Another of Aslund’s presumptions is even more disputable. “It is a logical next step [for Putin] to illegally prolong [his] rule by starting a war against Georgia”, he maintains. But Putin enjoys 52 percent job approval rating. And his most active supporters favor the holding of a referendum on a constitutional amendment that would allow him reelection for a third term—a prospect the president himself has ruled out.

LR: 52%? Putin's job approval rating is well above 70%. This idiot can't even get facts right that FAVOR his case. Isn't it possible that Putin believes a constitutional amendment woudln't work due to international pressure and/or domestic opposition, so a coup action is the better course? Aslund isn't claiming to state facts, he's just giving his opinion of what could happen. The author's statements are competely crazed. He can disagree, but he can't accuse Aslund of misstating facts.
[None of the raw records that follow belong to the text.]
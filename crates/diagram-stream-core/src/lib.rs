//! # Diagram Stream Core
//!
//! Runtime-agnostic logic for the incremental diagram generation protocol:
//! wire models, the SSE decoder, the phase accumulator, the progress model,
//! the error taxonomy, and the artifact cache trait.
//!
//! This crate contains no tokio, sqlx, or HTTP dependencies. Byte streams
//! come in as any [`futures::Stream`], so the same decoder runs against a
//! reqwest body, a test fixture, or anything else that yields bytes.
//!
//! ## Pipeline
//!
//! ```text
//! bytes ──▶ SseDecoder ──▶ StreamMessage ──▶ PhaseAccumulator ──▶ ProgressTracker
//! ```
//!
//! | Module | Purpose |
//! |--------|---------|
//! | [`models`] | Wire and domain types |
//! | [`decoder`] | SSE line framing and message decoding |
//! | [`accumulator`] | Phase buffers and session phase |
//! | [`progress`] | Percentage and labels |
//! | [`error`] | Fatal error taxonomy |
//! | [`cache`] | Artifact cache trait and in-memory implementation |

pub mod accumulator;
pub mod cache;
pub mod decoder;
pub mod error;
pub mod models;
pub mod progress;
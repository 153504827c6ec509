use thiserror::Error;

/// Required fields that were empty when a record was created or saved.
#[derive(Error, Debug, Clone, PartialEq, Eq)]
#[error("missing {}", .0.join(", "))]
pub struct MissingFields(pub Vec<&'static str>);

/// Application error types
#[derive(Error, Debug)]
pub enum AppError {
    /// A stored blob could not be decoded into an account record.
    #[error("corrupted data for account '{account}': {source}")]
    Parse {
        account: String,
        #[source]
        source: serde_json::Error,
    },
    /// The system keychain rejected or failed an operation.
    #[error("keychain error: {0}")]
    Store(#[from] keyring::Error),
    /// `git config` exited with a failure status.
    #[error("git command failed: {0}")]
    Git(String),
    #[error("git is not installed or not in PATH")]
    GitMissing,
    #[error("i/o error: {0}")]
    Io(#[from] std::io::Error),
    #[error("json error: {0}")]
    Json(#[from] serde_json::Error),
    #[error("no saved account named '{0}'")]
    NotFound(String),
    /// The account name cannot be used as a file name.
    #[error("invalid account name '{0}'")]
    InvalidName(String),
}

pub type Result<T> = std::result::Result<T, AppError>;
Then there is Aslund’s own version of history. “Yeltsin was a democrat, as Leon Aron shows in his excellent biography”, he claims. Of course the biography he refers to, Yeltsin: A Revolutionary Life, came out in 2000, when the real impact of the privatization carried out under Yeltsin was not entirely clear to many. As Marshall Goldman, director of Harvard University's Russian studies program, rightly put it in Foreign Affairs back in 2004, the basic reforms and privatization of the 1990s were flawed and unfair. Virtually all the wealth of the Russian oligarchs came from the seizure of Russia's raw material assets, which until 1992 had been owned and managed by the state. An oligarch's success almost always depended on his connections to the government officials in charge of privatizing the country's rich energy and mineral deposits, as well as on his ability to outmaneuver or intimidate rivals, Goldman said.
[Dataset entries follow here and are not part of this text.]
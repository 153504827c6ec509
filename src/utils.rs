use crate::error::{AppError, Result};
use crate::models::AccountRecord;
use std::fs;
use std::io::Write;
use std::path::{Path, PathBuf};
use std::process::Command;

pub fn check_git_installed() -> Result<()> {
    match Command::new("git").arg("--version").output() {
        Ok(output) if output.status.success() => Ok(()),
        _ => Err(AppError::GitMissing),
    }
}

/// Global git configuration, the owner of the active identity.
pub trait GitConfig {
    fn set_global(&mut self, key: &str, value: &str) -> Result<()>;
    fn get_global(&self, key: &str) -> Option<String>;
}

/// Runs `git config --global`.
pub struct GlobalGitConfig;

impl GitConfig for GlobalGitConfig {
    fn set_global(&mut self, key: &str, value: &str) -> Result<()> {
        tracing::debug!(key, "git config --global");
        let output = Command::new("git")
            .args(["config", "--global", key, value])
            .output()?;
        if !output.status.success() {
            let stderr = String::from_utf8_lossy(&output.stderr).trim().to_string();
            return Err(AppError::Git(if stderr.is_empty() {
                format!("could not set {key}")
            } else {
                stderr
            }));
        }
        Ok(())
    }

    fn get_global(&self, key: &str) -> Option<String> {
        let output = Command::new("git")
            .args(["config", "--global", "--get", key])
            .output()
            .ok()?;
        if output.status.success() {
            let val = String::from_utf8_lossy(&output.stdout).trim().to_string();
            if val.is_empty() { None } else { Some(val) }
        } else {
            None
        }
    }
}

/// Make `name`/`email` the global commit identity. Name first, then email.
pub fn apply_identity(git: &mut dyn GitConfig, name: &str, email: &str) -> Result<()> {
    git.set_global("user.name", name)?;
    git.set_global("user.email", email)?;
    Ok(())
}

/// The current global `(user.name, user.email)`, when both are set.
pub fn active_identity(git: &dyn GitConfig) -> Option<(String, String)> {
    Some((git.get_global("user.name")?, git.get_global("user.email")?))
}

pub fn is_active(record: &AccountRecord, active: Option<&(String, String)>) -> bool {
    active.is_some_and(|(name, email)| *name == record.commit_name && *email == record.commit_email)
}

/// Path of the plaintext export for `record` inside `dir`.
pub fn export_path(dir: &Path, record: &AccountRecord) -> Result<PathBuf> {
    let name = &record.github_user;
    let plain = Path::new(name)
        .file_name()
        .is_some_and(|file| file == name.as_str());
    if !plain || name.contains(['/', '\\']) {
        return Err(AppError::InvalidName(name.clone()));
    }
    Ok(dir.join(format!("{name}.json")))
}

/// Write the full record, token included, as pretty JSON. Existing files are
/// replaced. On Unix the file is only readable by its owner.
pub fn export_record(dir: &Path, record: &AccountRecord) -> Result<PathBuf> {
    let path = export_path(dir, record)?;
    let data = serde_json::to_string_pretty(record)?;

    let mut options = fs::OpenOptions::new();
    options.write(true).create(true).truncate(true);
    #[cfg(unix)]
    {
        use std::os::unix::fs::OpenOptionsExt;
        options.mode(0o600);
    }
    let mut file = options.open(&path)?;
    file.write_all(data.as_bytes())?;
    file.write_all(b"\n")?;

    #[cfg(unix)]
    {
        // mode() only applies on creation
        use std::os::unix::fs::PermissionsExt;
        fs::set_permissions(&path, fs::Permissions::from_mode(0o600))?;
    }

    tracing::debug!(account = %record.github_user, path = %path.display(), "exported account");
    Ok(path)
}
LR: What does the misallocation of national resources have to do with democracy? Aslund never said Yeltsin was an economics genius or that he presided over wealth transfer without making mistakes. He said he was a DEMOCRAT, trying to avoid authoritarian rule. The author simply chooses to ignore the basic fact that Yeltsin warned the world that Russia could backslide into authoritarianism and therefore a rapid transfer of assets away from the center was essential to inhibit the recreation of the Soviet state. The only point Aslund is making is that Putin is a AUTOCRAT, centralizing power and destroying civil liberties. Yeltsin had NTV, Putin doesn't.

This is not to justify the rather clumsy Russian approach to “re-nationalization” under Putin. But by now, experts could be on the level with the American public in accurately describing the messy period of 1990s in Russia. In the end, Mr. Yeltsin was a “democrat” who sent Russian tanks and conscripts to war in Chechnya.
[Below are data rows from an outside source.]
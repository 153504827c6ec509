use colored::Colorize;
use crossterm::{
    cursor,
    event::{self, Event, KeyCode, KeyEventKind, KeyModifiers},
    execute,
    terminal::{self, ClearType},
};
use std::io::{Stdout, Write, stdout};

/// Request/response prompts used by every flow. Each prompt returns `None`
/// when the user presses Esc or Ctrl-C.
pub trait Prompter {
    /// Arrow-key select menu. Returns the selected index.
    fn select(&mut self, prompt: &str, items: &[String], default: usize) -> Option<usize>;
    /// Text input pre-filled with `default`.
    fn input(&mut self, prompt: &str, default: &str) -> Option<String>;
    /// Masked input.
    fn password(&mut self, prompt: &str) -> Option<String>;
    /// y/n confirmation.
    fn confirm(&mut self, prompt: &str, default: bool) -> Option<bool>;
    /// Print one line of output.
    fn say(&mut self, line: &str);
}

/// The interactive terminal. Raw mode is entered only while a prompt is
/// reading keys, so plain output and logging see a cooked terminal.
pub struct Terminal<W: Write = Stdout> {
    out: W,
}

impl Terminal {
    pub fn new() -> Self {
        Self::with_writer(stdout())
    }
}

impl Default for Terminal {
    fn default() -> Self {
        Self::new()
    }
}

impl<W: Write> Terminal<W> {
    /// Plain output and prompt echoes go to `out`.
    pub fn with_writer(out: W) -> Self {
        Self { out }
    }

    fn echo(&mut self, prompt: &str, value: impl std::fmt::Display) {
        self.say(&format!("  {}: {}", prompt, value));
    }
}

impl<W: Write> Prompter for Terminal<W> {
    fn select(&mut self, prompt: &str, items: &[String], default: usize) -> Option<usize> {
        let _raw = RawMode::enter();
        raw_select(prompt, items, default)
    }

    fn input(&mut self, prompt: &str, default: &str) -> Option<String> {
        let value = {
            let _raw = RawMode::enter();
            raw_input(prompt, default)
        };
        if let Some(v) = &value {
            self.echo(prompt, v.dimmed());
        }
        value
    }

    fn password(&mut self, prompt: &str) -> Option<String> {
        let value = {
            let _raw = RawMode::enter();
            raw_password(prompt)
        };
        if let Some(v) = &value {
            self.echo(prompt, "*".repeat(v.chars().count()).dimmed());
        }
        value
    }

    fn confirm(&mut self, prompt: &str, default: bool) -> Option<bool> {
        let _raw = RawMode::enter();
        raw_confirm(prompt, default)
    }

    fn say(&mut self, line: &str) {
        writeln!(self.out, "{}", line).ok();
        self.out.flush().ok();
    }
}

/// Raw mode with a hidden cursor until dropped.
struct RawMode;

impl RawMode {
    fn enter() -> Self {
        terminal::enable_raw_mode().ok();
        execute!(stdout(), cursor::Hide).ok();
        RawMode
    }
}

impl Drop for RawMode {
    fn drop(&mut self) {
        execute!(stdout(), cursor::Show).ok();
        terminal::disable_raw_mode().ok();
    }
}

/// Render lines at current position using per-line clear (flicker-free).
fn raw_render_lines(stdout: &mut impl Write, lines: &[String], prev_count: usize) {
    if prev_count > 0 {
        crossterm::queue!(stdout, cursor::MoveUp(prev_count as u16)).ok();
    }
    for line in lines {
        crossterm::queue!(
            stdout,
            terminal::Clear(ClearType::CurrentLine),
            crossterm::style::Print(line),
            crossterm::style::Print("\r\n")
        )
        .ok();
    }
    if lines.len() < prev_count {
        let extra = prev_count - lines.len();
        for _ in 0..extra {
            crossterm::queue!(
                stdout,
                terminal::Clear(ClearType::CurrentLine),
                crossterm::style::Print("\r\n")
            )
            .ok();
        }
        crossterm::queue!(stdout, cursor::MoveUp(extra as u16)).ok();
    }
    stdout.flush().ok();
}

/// Clear N lines above cursor.
fn raw_clear_lines(stdout: &mut impl Write, count: usize) {
    if count == 0 {
        return;
    }
    crossterm::queue!(stdout, cursor::MoveUp(count as u16)).ok();
    for _ in 0..count {
        crossterm::queue!(
            stdout,
            terminal::Clear(ClearType::CurrentLine),
            crossterm::style::Print("\r\n")
        )
        .ok();
    }
    crossterm::queue!(stdout, cursor::MoveUp(count as u16)).ok();
    stdout.flush().ok();
}

fn is_interrupt(key: &event::KeyEvent) -> bool {
    key.code == KeyCode::Char('c') && key.modifiers.contains(KeyModifiers::CONTROL)
}

/// Arrow-key select menu. Returns selected index or None on Esc.
fn raw_select(prompt: &str, items: &[String], default: usize) -> Option<usize> {
    if items.is_empty() {
        return None;
    }
    let mut stdout = stdout();
    let mut pos = default.min(items.len() - 1);
    let mut prev_lines = 0;

    loop {
        let mut lines = Vec::with_capacity(items.len() + 1);
        lines.push(format!("  {}", prompt.bold()));
        for (i, item) in items.iter().enumerate() {
            if i == pos {
                lines.push(format!("  {} {}", ">".yellow().bold(), item));
            } else {
                lines.push(format!("    {}", item));
            }
        }

        raw_render_lines(&mut stdout, &lines, prev_lines);
        prev_lines = lines.len();

        let Ok(Event::Key(key)) = event::read() else {
            continue;
        };
        if key.kind != KeyEventKind::Press {
            continue;
        }
        if is_interrupt(&key) {
            raw_clear_lines(&mut stdout, prev_lines);
            return None;
        }
        match key.code {
            KeyCode::Up | KeyCode::Char('k') => {
                pos = if pos == 0 { items.len() - 1 } else { pos - 1 };
            }
            KeyCode::Down | KeyCode::Char('j') => {
                pos = (pos + 1) % items.len();
            }
            KeyCode::Enter => {
                raw_clear_lines(&mut stdout, prev_lines);
                return Some(pos);
            }
            KeyCode::Esc | KeyCode::Char('q') => {
                raw_clear_lines(&mut stdout, prev_lines);
                return None;
            }
            _ => {}
        }
    }
}

/// y/n confirmation. Returns Some(bool) or None on Esc.
fn raw_confirm(prompt: &str, default: bool) -> Option<bool> {
    let mut stdout = stdout();
    let hint = if default { "[Y/n]" } else { "[y/N]" };
    let line = format!("  {} {}", prompt, hint.dimmed());

    crossterm::queue!(
        stdout,
        crossterm::style::Print(&line),
        crossterm::style::Print("\r\n")
    )
    .ok();
    stdout.flush().ok();

    loop {
        let Ok(Event::Key(key)) = event::read() else {
            continue;
        };
        if key.kind != KeyEventKind::Press {
            continue;
        }
        if is_interrupt(&key) {
            raw_clear_lines(&mut stdout, 1);
            return None;
        }
        let answer = match key.code {
            KeyCode::Char('y') | KeyCode::Char('Y') => Some(true),
            KeyCode::Char('n') | KeyCode::Char('N') => Some(false),
            KeyCode::Enter => Some(default),
            KeyCode::Esc | KeyCode::Char('q') => None,
            _ => continue,
        };
        raw_clear_lines(&mut stdout, 1);
        return answer;
    }
}

/// Line editor shared by text and password input. `masked` renders `*`
/// instead of the typed characters.
fn raw_read_line(prompt: &str, default: &str, masked: bool) -> Option<String> {
    let mut stdout = stdout();
    let mut value = default.to_string();

    // Show cursor while typing
    execute!(stdout, cursor::Show).ok();

    let finish = |stdout: &mut std::io::Stdout| {
        crossterm::queue!(
            stdout,
            cursor::MoveToColumn(0),
            terminal::Clear(ClearType::CurrentLine),
        )
        .ok();
        execute!(stdout, cursor::Hide).ok();
    };

    loop {
        let shown = if masked {
            "*".repeat(value.chars().count())
        } else {
            value.clone()
        };
        let display = format!("  {}: {}", prompt, shown);
        crossterm::queue!(
            stdout,
            cursor::MoveToColumn(0),
            terminal::Clear(ClearType::CurrentLine),
            crossterm::style::Print(&display),
        )
        .ok();
        stdout.flush().ok();

        let Ok(Event::Key(key)) = event::read() else {
            continue;
        };
        if key.kind != KeyEventKind::Press {
            continue;
        }
        if is_interrupt(&key) {
            finish(&mut stdout);
            return None;
        }
        match key.code {
            KeyCode::Enter => {
                finish(&mut stdout);
                return Some(value);
            }
            KeyCode::Esc => {
                finish(&mut stdout);
                return None;
            }
            KeyCode::Backspace => {
                value.pop();
            }
            KeyCode::Char('u') if key.modifiers.contains(KeyModifiers::CONTROL) => {
                value.clear();
            }
            KeyCode::Char(c) => {
                value.push(c);
            }
            _ => {}
        }
    }
}

/// Text input with default. Returns Some(value) on Enter, None on Esc.
fn raw_input(prompt: &str, default: &str) -> Option<String> {
    raw_read_line(prompt, default, false)
}

/// Password input (masked). Returns Some(value) or None.
fn raw_password(prompt: &str) -> Option<String> {
    raw_read_line(prompt, "", true)
}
LR: Rather clumsy? That's a rather odd way to characterize sending Mikhail Khodorkovsky to Siberia and Svetlana Bakhminia hundreds of miles from her children for six years. Sounds like something Stalin might have said. Who said Yeltsin wasn't wrong to send troops to Chechnya? Aslund never said that. This guy doesn't have a shred of ethics, he's doing to Aslund EXACTLY what he accused Alsund of doing. Classic Russian gibberish.

Aslund suggests that “It's time to confront the Russian leader.” I doubt that would be a good idea. Putin has presidential charisma and broad support inside Russia. His more assertive international stance is based on his country’s soaring oil revenues, which has helped Moscow wean itself from financial dependence on the West. Moreover, Washington needs Moscow’s assistance to resolve the hottest international issues of today: the nuclear programs in Iran and North Korea. Confrontation with Russia will put it on the defensive and render it less willing to cooperate. So, please, don’t make Russia an enemy.

LR: Hitler had broad support too. That didn't mean he couldn't, or shouldn't, be knocked off his perch. Russia is obstructing the U.S. on both Iran and North Korea, and despite President Bush "looking into Pooty-Poot's eyes" and giving Russia free ride for years. Notice how the author doesn't provide one single specific idea of how Russia might cooperate or how its cooperation could be induced? Instead, as if he were speaking to the Kremlin, he issues threats.